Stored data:
-.-.-

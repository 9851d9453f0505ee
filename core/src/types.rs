//! Schema types for the Nutripatrol API.
//!
//! # Design
//! These mirror the service's JSON schema but are defined independently of
//! the mock-server crate; the end-to-end tests catch schema drift. Enum
//! values travel as snake_case strings.

use serde::{Deserialize, Serialize};
use serde_json::{Map, Value};

/// What a flag or ticket is about.
#[derive(Debug, Clone, Copy, PartialEq, Eq, Serialize, Deserialize)]
#[serde(rename_all = "snake_case")]
pub enum IssueType {
    Product,
    Image,
    Search,
}

impl IssueType {
    pub fn as_str(self) -> &'static str {
        match self {
            IssueType::Product => "product",
            IssueType::Image => "image",
            IssueType::Search => "search",
        }
    }
}

/// Where a flag was raised from.
#[derive(Debug, Clone, Copy, PartialEq, Eq, Serialize, Deserialize)]
#[serde(rename_all = "snake_case")]
pub enum Source {
    Mobile,
    Web,
    Robotoff,
}

/// The Open*Facts project a product belongs to.
#[derive(Debug, Clone, Copy, PartialEq, Eq, Serialize, Deserialize)]
#[serde(rename_all = "snake_case")]
pub enum Flavor {
    Off,
    Obf,
    Opff,
    Opf,
    OffPro,
}

#[derive(Debug, Clone, Copy, PartialEq, Eq, Serialize, Deserialize)]
#[serde(rename_all = "snake_case")]
pub enum TicketStatus {
    Open,
    Closed,
}

impl TicketStatus {
    pub fn as_str(self) -> &'static str {
        match self {
            TicketStatus::Open => "open",
            TicketStatus::Closed => "closed",
        }
    }
}

/// A moderation report as stored by the service.
#[derive(Debug, Clone, PartialEq, Serialize, Deserialize)]
pub struct Flag {
    pub id: i64,
    pub ticket_id: i64,
    pub barcode: Option<String>,
    #[serde(rename = "type")]
    pub issue_type: IssueType,
    pub url: String,
    pub user_id: String,
    pub device_id: String,
    pub source: Source,
    pub confidence: Option<f64>,
    pub image_id: Option<String>,
    pub flavor: Flavor,
    pub reason: Option<String>,
    pub comment: Option<String>,
    pub created_at: String,
}

/// Payload for `POST /api/v1/flags`.
#[derive(Debug, Clone, PartialEq, Serialize, Deserialize)]
pub struct NewFlag {
    #[serde(skip_serializing_if = "Option::is_none")]
    pub barcode: Option<String>,
    #[serde(rename = "type")]
    pub issue_type: IssueType,
    pub url: String,
    pub user_id: String,
    pub device_id: String,
    pub source: Source,
    #[serde(skip_serializing_if = "Option::is_none")]
    pub confidence: Option<f64>,
    #[serde(skip_serializing_if = "Option::is_none")]
    pub image_id: Option<String>,
    pub flavor: Flavor,
    #[serde(skip_serializing_if = "Option::is_none")]
    pub reason: Option<String>,
    #[serde(skip_serializing_if = "Option::is_none")]
    pub comment: Option<String>,
}

/// A group of flags under moderation review.
#[derive(Debug, Clone, PartialEq, Eq, Serialize, Deserialize)]
pub struct Ticket {
    pub id: i64,
    pub barcode: Option<String>,
    #[serde(rename = "type")]
    pub issue_type: IssueType,
    pub url: String,
    pub status: TicketStatus,
    pub image_id: Option<String>,
    pub flavor: Flavor,
    pub created_at: String,
}

/// Response of `GET /health`. Fields beyond the known ones are kept in
/// `extra` so the payload serializes back unchanged.
#[derive(Debug, Clone, PartialEq, Serialize, Deserialize)]
pub struct HealthStatus {
    pub hostname: String,
    pub status: String,
    pub timestamp: f64,
    pub results: Vec<HealthCheck>,
    #[serde(flatten)]
    pub extra: Map<String, Value>,
}

/// One checker's outcome inside a `HealthStatus`. `output` is whatever the
/// checker returned.
#[derive(Debug, Clone, PartialEq, Serialize, Deserialize)]
pub struct HealthCheck {
    pub checker: String,
    pub output: Value,
    pub passed: bool,
    pub timestamp: f64,
    pub expires: f64,
    pub response_time: f64,
    #[serde(flatten)]
    pub extra: Map<String, Value>,
}

#[derive(Debug, Deserialize)]
pub(crate) struct FlagsEnvelope {
    pub flags: Vec<Flag>,
}

#[derive(Debug, Deserialize)]
pub(crate) struct TicketsEnvelope {
    pub tickets: Vec<Ticket>,
}

/// Query filters for `GET /api/v1/tickets`. Unset fields are not sent.
#[derive(Debug, Clone, Copy, Default, PartialEq, Eq)]
pub struct TicketFilter {
    pub status: Option<TicketStatus>,
    pub issue_type: Option<IssueType>,
}

impl TicketFilter {
    pub fn status(mut self, status: TicketStatus) -> Self {
        self.status = Some(status);
        self
    }

    pub fn issue_type(mut self, issue_type: IssueType) -> Self {
        self.issue_type = Some(issue_type);
        self
    }

    pub(crate) fn query_pairs(&self) -> Vec<(String, String)> {
        let mut pairs = Vec::new();
        if let Some(status) = self.status {
            pairs.push(("status".to_string(), status.as_str().to_string()));
        }
        if let Some(issue_type) = self.issue_type {
            pairs.push(("type".to_string(), issue_type.as_str().to_string()));
        }
        pairs
    }
}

-.-.-

> **Exercise goal**
The lines you need are those containing "struct"; find them in the records and copy them.

> **The answer**
pub struct Flag {
pub struct NewFlag {
pub struct Ticket {
pub struct HealthStatus {
pub struct HealthCheck {
pub(crate) struct FlagsEnvelope {
pub(crate) struct TicketsEnvelope {
pub struct TicketFilter {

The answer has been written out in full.